Celgene and its partner Acceleron have released more positive results from its Phase III clinical development program for luspatercept, a drug designed to treat patients with transfusion-dependent beta-thalassemia. The BELIEVE trial met its primary and secondary endpoints, the most important of which was the reduction in red blood cell transfusion burden by at least 33 percent.
“For decades, the management of beta-thalassemia in adults has been limited to transfusions and iron chelation,” said Dr. Jay Backstrom, Chief Medical Officer for Celgene. “Reduction of transfusion burden represents an important step forward for patients with this rare and debilitating blood disease.”
Luspatercept belongs to a new class of drugs known as erythroid maturation agents which are designed to promote late-stage development of red blood cells. Since patients with the blood disorder beta-thalassemia have a reduced ability to produce hemoglobin and functional red blood cells themselves leading to anemia, the hope is that luspatercept can help these patients produce more erythrocytes to reduce their dependence on blood transfusions.

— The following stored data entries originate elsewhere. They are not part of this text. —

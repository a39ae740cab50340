use std::f64::consts::PI;

use force_graph::{EdgeData, ForceGraph, NodeData, SimulationParameters};

use super::geometry::Point;
use crate::data::Topology;

/// Force simulation settings.
#[derive(Clone, Debug, PartialEq)]
pub struct LayoutConfig {
	pub force_charge: f32,
	pub force_spring: f32,
	pub force_max: f32,
	pub node_speed: f32,
	pub damping_factor: f32,
	pub node_mass: f32,
	/// Radius of the ring nodes start on.
	pub initial_radius: f64,
	/// Share of the centroid offset removed each tick, 0 disables centring.
	pub centering: f64,
}

impl Default for LayoutConfig {
	fn default() -> Self {
		Self {
			force_charge: 280.0,
			force_spring: 0.05,
			force_max: 100.0,
			node_speed: 3000.0,
			damping_factor: 0.9,
			node_mass: 10.0,
			initial_radius: 120.0,
			centering: 1.0,
		}
	}
}

/// Owns node positions. Everything else reads them through [`Layout::positions`].
pub struct Layout {
	graph: ForceGraph<usize, ()>,
	positions: Vec<Point>,
	center: Point,
	centering: f64,
}

impl Layout {
	pub fn new(topology: &Topology, config: &LayoutConfig, center: Point) -> Self {
		let mut graph = ForceGraph::new(SimulationParameters {
			force_charge: config.force_charge,
			force_spring: config.force_spring,
			force_max: config.force_max,
			node_speed: config.node_speed,
			damping_factor: config.damping_factor,
		});

		let count = topology.nodes().len();
		let mut indices = Vec::with_capacity(count);
		let mut positions = Vec::with_capacity(count);
		for slot in 0..count {
			let angle = (slot as f64) * 2.0 * PI / count as f64;
			let p = Point::new(
				center.x + config.initial_radius * angle.cos(),
				center.y + config.initial_radius * angle.sin(),
			);
			indices.push(graph.add_node(NodeData {
				x: p.x as f32,
				y: p.y as f32,
				mass: config.node_mass,
				is_anchor: false,
				user_data: slot,
			}));
			positions.push(p);
		}

		// force_graph rejects self-loops; they carry no spring force anyway and
		// stay in the scene as zero-length edges.
		for edge in topology.edges().iter().filter(|edge| edge.a != edge.b) {
			if let (Some(&a), Some(&b)) = (indices.get(edge.a), indices.get(edge.b)) {
				graph.add_edge(a, b, EdgeData::default());
			}
		}

		Self {
			graph,
			positions,
			center,
			centering: config.centering,
		}
	}

	/// Advance the simulation by `dt` seconds and return the new snapshot.
	pub fn tick(&mut self, dt: f32) -> &[Point] {
		self.graph.update(dt);
		self.recenter();
		self.snapshot();
		&self.positions
	}

	/// Positions as of the last tick, indexed by node slot.
	pub fn positions(&self) -> &[Point] {
		&self.positions
	}

	pub fn set_center(&mut self, center: Point) {
		self.center = center;
	}

	/// Topmost node within `radius` of `p`.
	pub fn node_at(&self, p: Point, radius: f64) -> Option<usize> {
		self.positions
			.iter()
			.enumerate()
			.rev()
			.find(|(_, q)| q.distance(p) < radius)
			.map(|(slot, _)| slot)
	}

	/// Fix a node at `p`; the simulation stops moving it.
	pub fn pin(&mut self, slot: usize, p: Point) {
		self.graph.visit_nodes_mut(|node| {
			if node.data.user_data == slot {
				node.data.x = p.x as f32;
				node.data.y = p.y as f32;
				node.data.is_anchor = true;
			}
		});
		if let Some(pos) = self.positions.get_mut(slot) {
			*pos = p;
		}
	}

	/// Shift free nodes so the centroid moves toward the centre.
	fn recenter(&mut self) {
		if self.centering <= 0.0 || self.positions.is_empty() {
			return;
		}
		let (mut sx, mut sy, mut n) = (0.0_f64, 0.0_f64, 0usize);
		self.graph.visit_nodes(|node| {
			sx += node.x() as f64;
			sy += node.y() as f64;
			n += 1;
		});
		if n == 0 {
			return;
		}
		let (dx, dy) = (
			((self.center.x - sx / n as f64) * self.centering) as f32,
			((self.center.y - sy / n as f64) * self.centering) as f32,
		);
		self.graph.visit_nodes_mut(|node| {
			if !node.data.is_anchor {
				node.data.x += dx;
				node.data.y += dy;
			}
		});
	}

	fn snapshot(&mut self) {
		let positions = &mut self.positions;
		self.graph.visit_nodes(|node| {
			if let Some(pos) = positions.get_mut(node.data.user_data) {
				*pos = Point::new(node.x() as f64, node.y() as f64);
			}
		});
	}
}

#[cfg(test)]
mod tests {
	use super::*;
	use crate::data::document::GraphDocument;

	fn ring(n: usize) -> Topology {
		let nodes: Vec<String> = (0..n)
			.map(|i| format!(r#"{{ "id": {i}, "type": "PC" }}"#))
			.collect();
		let edges: Vec<String> = (0..n)
			.map(|i| format!(r#"{{ "node_a": {i}, "node_b": {} }}"#, (i + 1) % n))
			.collect();
		let json = format!(
			r#"{{ "nodes": [{}], "edges": [{}] }}"#,
			nodes.join(","),
			edges.join(",")
		);
		Topology::from_document(GraphDocument::from_json(&json).unwrap()).unwrap()
	}

	#[test]
	fn starts_on_a_ring_around_the_center() {
		let center = Point::new(400.0, 300.0);
		let layout = Layout::new(&ring(6), &LayoutConfig::default(), center);
		assert_eq!(layout.positions().len(), 6);
		for p in layout.positions() {
			assert!((p.distance(center) - 120.0).abs() < 1e-6);
		}
	}

	#[test]
	fn tick_keeps_centroid_on_center() {
		let center = Point::new(400.0, 300.0);
		let mut layout = Layout::new(&ring(5), &LayoutConfig::default(), center);
		for _ in 0..30 {
			layout.tick(0.016);
		}
		let n = layout.positions().len() as f64;
		let cx = layout.positions().iter().map(|p| p.x).sum::<f64>() / n;
		let cy = layout.positions().iter().map(|p| p.y).sum::<f64>() / n;
		assert!((cx - center.x).abs() < 0.5, "cx = {cx}");
		assert!((cy - center.y).abs() < 0.5, "cy = {cy}");
	}

	#[test]
	fn pinned_node_stays_put() {
		let mut layout = Layout::new(&ring(4), &LayoutConfig::default(), Point::new(0.0, 0.0));
		let target = Point::new(500.0, -200.0);
		layout.pin(2, target);
		for _ in 0..10 {
			layout.tick(0.016);
		}
		let p = layout.positions()[2];
		assert!((p.x - target.x).abs() < 1e-3 && (p.y - target.y).abs() < 1e-3);
	}

	#[test]
	fn self_loop_does_not_break_the_simulation() {
		let json = r#"{
			"nodes": [{ "id": 1, "type": "PC" }, { "id": 2, "type": "SERVER" }],
			"edges": [{ "node_a": 1, "node_b": 1 }, { "node_a": 1, "node_b": 2 }]
		}"#;
		let topology = Topology::from_document(GraphDocument::from_json(json).unwrap()).unwrap();
		let mut layout = Layout::new(&topology, &LayoutConfig::default(), Point::new(0.0, 0.0));
		for _ in 0..20 {
			layout.tick(0.016);
		}
		assert_eq!(layout.positions().len(), 2);
		assert!(layout.positions().iter().all(|p| p.x.is_finite() && p.y.is_finite()));
	}

	#[test]
	fn hit_testing_finds_nearby_node() {
		let layout = Layout::new(&ring(4), &LayoutConfig::default(), Point::new(0.0, 0.0));
		let p = layout.positions()[1];
		assert_eq!(layout.node_at(Point::new(p.x + 3.0, p.y), 10.0), Some(1));
		assert_eq!(layout.node_at(Point::new(1000.0, 1000.0), 10.0), None);
	}
}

The BELIEVE trial was designed to study both the safety and efficacy of luspatercept combined with best supportive care for beta-thalassemia compared to placebo plus care. Patients given luspatercept in the BELIEVE trial showed a reduction of at least two units of blood between weeks 14 and 24 of treatment.
In addition, the drug met its secondary endpoints of reducing red blood cell transfusion burden by 33 percent between weeks 37 and 48, and achieving a reduction of 50 percent between weeks 13 and 24 as well as weeks 37 to 48.
“The BELIEVE study marks the second positive phase III study for luspatercept and underscores the potential of this erythroid maturation agent to impact a range of diseases associated with chronic anemia,” said Habib Dable, President and Chief Executive Officer of Acceleron. “We continue to explore luspatercept across our broader development programs, including non-transfusion dependent beta-thalassemia in the ongoing BEYOND study.”
This is the second win for Celgene and Acceleron in the development of luspatercept as the partners recently released data of their Phase III MEDALIST study in patients with myelodysplastic syndromes. The patient population included in this study were those who are unable to be treated using an erythropoietin-stimulating agent (ESA) and had a type of anemia known as ring sideroblast-positive type in which the blood cells produced by the bone marrow cannot make use of the available iron. These factors mean the patients require frequent transfusions in order to manage their condition.
According to Celgene, the companies will likely apply for FDA and EMA approval of luspatercept in early 2019. Full data from both the BELIEVE and MEDALIST trials is set to be presented at a future medical conference.